The Last Time I Was Hospitalized

There is a short life cycle of a mental patient on a psych ward. There has always been a cycle for me when I get hospitalized for being suicidal. There are a lot of the same people there with individual variations. I recognize the types.  There’s a point where I think, “Ah, I know how to be here.”  It’s happened to me enough times that I think I’ve got it. “Yep, this is how it goes.”  Last night, I had a common dream about being hospitalized and being aware of the cycle. 

The last time I was hospitalized was February 2013. After eight ungodly hours sequestered in St. Peter Hospital’s ER after I hurt myself, I arrived by ambulance.  It’s a long drive from Olympia to Kirkland’s Fairfax Psychiatric Hospital.  

I remember more characters from that hospitalization than usual.  I generally forget the most notable people in a week or two.  This time after being in the hospital for five days, they were etched in my mind so strongly that within a few days I wrote down all the patients’ names I could remember, their ages, and short biographies.  Sixteen patients followed by seven staff members similarly identified, whether they liked their jobs, and if not their life plans. Once I made these lists, I was able to let go of preserving them carefully in my mind. 
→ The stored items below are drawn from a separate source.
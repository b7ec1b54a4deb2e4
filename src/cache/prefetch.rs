use std::sync::Arc;

use tokio_util::sync::CancellationToken;

use crate::cache::MultiCache;

/// context hints attached to a cache lookup; drives related-key prefetch
#[derive(Clone, Debug, Default)]
pub struct CacheContext {
    /// path of the object being fetched, when known
    pub path: Option<String>,
    /// commit the lookup belongs to, when known
    pub commit: Option<String>,
    /// keys likely to be wanted next (sibling tree entries, same directory)
    pub related_keys: Vec<String>,
}

impl CacheContext {
    pub fn for_path(path: impl Into<String>) -> Self {
        Self {
            path: Some(path.into()),
            ..Default::default()
        }
    }

    pub fn with_related(mut self, keys: Vec<String>) -> Self {
        self.related_keys = keys;
        self
    }
}

/// fetch related keys in the background, warming the hotter tiers
///
/// failures are silent and the task never blocks the foreground request.
pub(crate) fn spawn(cache: Arc<MultiCache>, keys: Vec<String>, cancel: CancellationToken) {
    if keys.is_empty() {
        return;
    }

    tokio::spawn(async move {
        for key in keys {
            if cancel.is_cancelled() {
                break;
            }
            if cache.memory_has(&key) {
                continue;
            }
            cache.record_prefetch_attempt();
            match cache.get(&key, &cancel).await {
                Ok(Some(_)) => cache.record_prefetch_success(),
                Ok(None) => {}
                Err(e) => {
                    tracing::debug!(%key, error = %e, "prefetch failed");
                }
            }
        }
    });
}
use futures::stream::{self, StreamExt};

use crate::config::LedgerConfig;
use crate::error::Result;
use crate::ledger::{Operation, Signer, SubmitOptions, Transaction, TxEngine, TxResult};
use crate::progress::Phase;

/// limits applied when grouping operations into transactions
#[derive(Clone, Debug)]
pub struct BatchOptions {
    /// serialized-size budget per transaction
    pub max_tx_bytes: u64,
    /// complexity budget per transaction
    pub max_complexity: u64,
    /// concurrent submissions; defaults to min(3, batches/2)
    pub concurrency: Option<usize>,
}

impl BatchOptions {
    pub fn from_config(config: &LedgerConfig) -> Self {
        Self {
            max_tx_bytes: (config.block_size_cap as f64 * config.tx_size_fraction) as u64,
            max_complexity: 64,
            concurrency: None,
        }
    }
}

/// group operations into transactions respecting both the size and the
/// complexity budget; a single oversized operation occupies its own batch
pub fn plan_batches(operations: Vec<Operation>, opts: &BatchOptions) -> Vec<Transaction> {
    let mut batches = Vec::new();
    let mut current = Transaction::default();
    let mut current_bytes = 0u64;
    let mut current_complexity = 0u64;

    for op in operations {
        let op_bytes = op.serialized_size();
        let op_complexity = op.complexity();

        let oversized = op_bytes > opts.max_tx_bytes || op_complexity > opts.max_complexity;
        if oversized {
            if !current.is_empty() {
                batches.push(std::mem::take(&mut current));
                current_bytes = 0;
                current_complexity = 0;
            }
            batches.push(Transaction {
                operations: vec![op],
            });
            continue;
        }

        let fits = current_bytes + op_bytes <= opts.max_tx_bytes
            && current_complexity + op_complexity <= opts.max_complexity;
        if !fits && !current.is_empty() {
            batches.push(std::mem::take(&mut current));
            current_bytes = 0;
            current_complexity = 0;
        }

        current_bytes += op_bytes;
        current_complexity += op_complexity;
        current.operations.push(op);
    }

    if !current.is_empty() {
        batches.push(current);
    }

    batches
}

/// submit batches with bounded concurrency, preserving input order in the
/// results; queued batches report pending progress until admitted
pub async fn run_batches(
    engine: &TxEngine,
    batches: Vec<Transaction>,
    signer: &dyn Signer,
    batch_opts: &BatchOptions,
    opts: &SubmitOptions,
) -> Result<Vec<TxResult>> {
    if batches.is_empty() {
        return Ok(Vec::new());
    }

    let concurrency = batch_opts
        .concurrency
        .unwrap_or_else(|| std::cmp::min(3, std::cmp::max(1, batches.len() / 2)));
    let total = batches.len();

    let mut stream = stream::iter(batches.into_iter().enumerate().map(|(index, tx)| {
        opts.progress
            .emit(Phase::Pending, format!("batch {}/{} queued", index + 1, total));
        async move {
            let result = engine.submit_and_wait(&tx, signer, opts).await?;
            Ok::<_, crate::Error>((index, result))
        }
    }))
    .buffer_unordered(concurrency);

    let mut results: Vec<Option<TxResult>> = (0..total).map(|_| None).collect();
    while let Some(item) = stream.next().await {
        let (index, result) = item?;
        results[index] = Some(result);
    }
    drop(stream);

    Ok(results.into_iter().flatten().collect())
}

#[cfg(test)]
mod tests {
    use super::*;
    use crate::hash::Hash;
    use crate::ledger::{LocalSigner, MemoryLedger, TxBuilder};
    use std::sync::Arc;

    fn blob_op(i: usize) -> Operation {
        Operation::CreateBlob {
            remote_id: format!("cid-{}", i),
            size: 64,
            hash: Hash::ZERO,
            encoding: "zlib".into(),
        }
    }

    #[test]
    fn test_plan_respects_complexity_budget() {
        let opts = BatchOptions {
            max_tx_bytes: 1024 * 1024,
            max_complexity: 3,
            concurrency: None,
        };
        let ops: Vec<_> = (0..7).map(blob_op).collect();
        let batches = plan_batches(ops, &opts);

        assert!(batches.len() >= 3);
        for batch in &batches {
            assert!(batch.complexity() <= 3);
        }
        let total: usize = batches.iter().map(|b| b.operations.len()).sum();
        assert_eq!(total, 7);
    }

    #[test]
    fn test_plan_respects_size_budget() {
        let one_size = blob_op(0).serialized_size();
        let opts = BatchOptions {
            max_tx_bytes: one_size * 2,
            max_complexity: 1000,
            concurrency: None,
        };
        let batches = plan_batches((0..5).map(blob_op).collect(), &opts);
        for batch in &batches {
            assert!(batch.operations.len() <= 2);
        }
    }

    #[test]
    fn test_oversized_operation_gets_own_batch() {
        let opts = BatchOptions {
            max_tx_bytes: 10, // every op is oversized
            max_complexity: 1000,
            concurrency: None,
        };
        let batches = plan_batches((0..3).map(blob_op).collect(), &opts);
        assert_eq!(batches.len(), 3);
        for batch in &batches {
            assert_eq!(batch.operations.len(), 1);
        }
    }

    #[test]
    fn test_empty_plan() {
        let opts = BatchOptions {
            max_tx_bytes: 100,
            max_complexity: 10,
            concurrency: None,
        };
        assert!(plan_batches(vec![], &opts).is_empty());
    }

    #[tokio::test]
    async fn test_run_batches_preserves_order() {
        let ledger = Arc::new(MemoryLedger::new());
        let engine = TxEngine::new(ledger, crate::config::LedgerConfig::default());
        let signer = LocalSigner::new("0xs", [1; 32]);

        let batches: Vec<_> = (0..4)
            .map(|i| {
                TxBuilder::default()
                    .create_blob(format!("cid-{}", i), 64, Hash::from_bytes([i as u8; 20]), "zlib")
                    .finish()
            })
            .collect();

        let batch_opts = BatchOptions::from_config(&crate::config::LedgerConfig::default());
        let results = run_batches(&engine, batches, &signer, &batch_opts, &SubmitOptions::default())
            .await
            .unwrap();
        assert_eq!(results.len(), 4);
        // digests are distinct per transaction
        let mut digests: Vec<_> = results.iter().map(|r| r.digest.clone()).collect();
        digests.dedup();
        assert_eq!(digests.len(), 4);
    }
}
When hospitalized, the first thing is to identify staff members I like.  This is basically an assessment of resources. These are the people I will go to to ask for things. Washing clothes, special medication, admission questions, making a phone call. That sort of thing.  

Since my previous hospitalization, psych staff had realized that cell phones violated patient confidentiality.  Therefore, we turned in our phones and shared a community phone.  Patients would answer it and yell the name of who it was for.  Not a particularly confidential methodology.  This also required not hanging on the phone forever to friends and loved ones.  During therapy sessions, the phone was off limits.

The next thing on my agenda was to identify patients I liked. These would be the people to follow around and learn the ropes. This is the best source for learning how meals work.  I follow them, sit with, and get to know them. First making small talk, then gradually going deeper. 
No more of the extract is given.